### EXERCISE AIM
Search the listing for the word "Result" and say how many lines have it, nothing besides.

### INFORMATION SUPPLIED
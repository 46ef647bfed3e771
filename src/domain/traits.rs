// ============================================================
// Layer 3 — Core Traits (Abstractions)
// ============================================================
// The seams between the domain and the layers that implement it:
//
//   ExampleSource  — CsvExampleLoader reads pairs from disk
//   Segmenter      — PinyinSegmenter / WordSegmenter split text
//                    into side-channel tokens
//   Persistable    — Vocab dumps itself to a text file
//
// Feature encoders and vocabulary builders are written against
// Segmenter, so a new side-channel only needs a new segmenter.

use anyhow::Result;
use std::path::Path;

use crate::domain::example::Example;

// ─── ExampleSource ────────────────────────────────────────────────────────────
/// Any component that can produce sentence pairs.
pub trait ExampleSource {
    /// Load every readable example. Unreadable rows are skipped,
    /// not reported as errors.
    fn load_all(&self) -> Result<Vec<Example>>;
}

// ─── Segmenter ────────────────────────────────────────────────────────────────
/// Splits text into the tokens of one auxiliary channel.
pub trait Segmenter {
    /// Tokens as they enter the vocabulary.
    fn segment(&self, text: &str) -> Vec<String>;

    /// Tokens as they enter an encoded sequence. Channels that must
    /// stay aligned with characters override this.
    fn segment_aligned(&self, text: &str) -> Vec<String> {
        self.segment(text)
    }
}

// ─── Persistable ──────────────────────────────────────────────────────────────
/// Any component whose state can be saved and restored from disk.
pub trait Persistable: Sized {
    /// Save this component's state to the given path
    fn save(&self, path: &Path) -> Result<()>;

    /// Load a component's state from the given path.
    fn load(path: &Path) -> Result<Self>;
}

### ANSWER BOX
4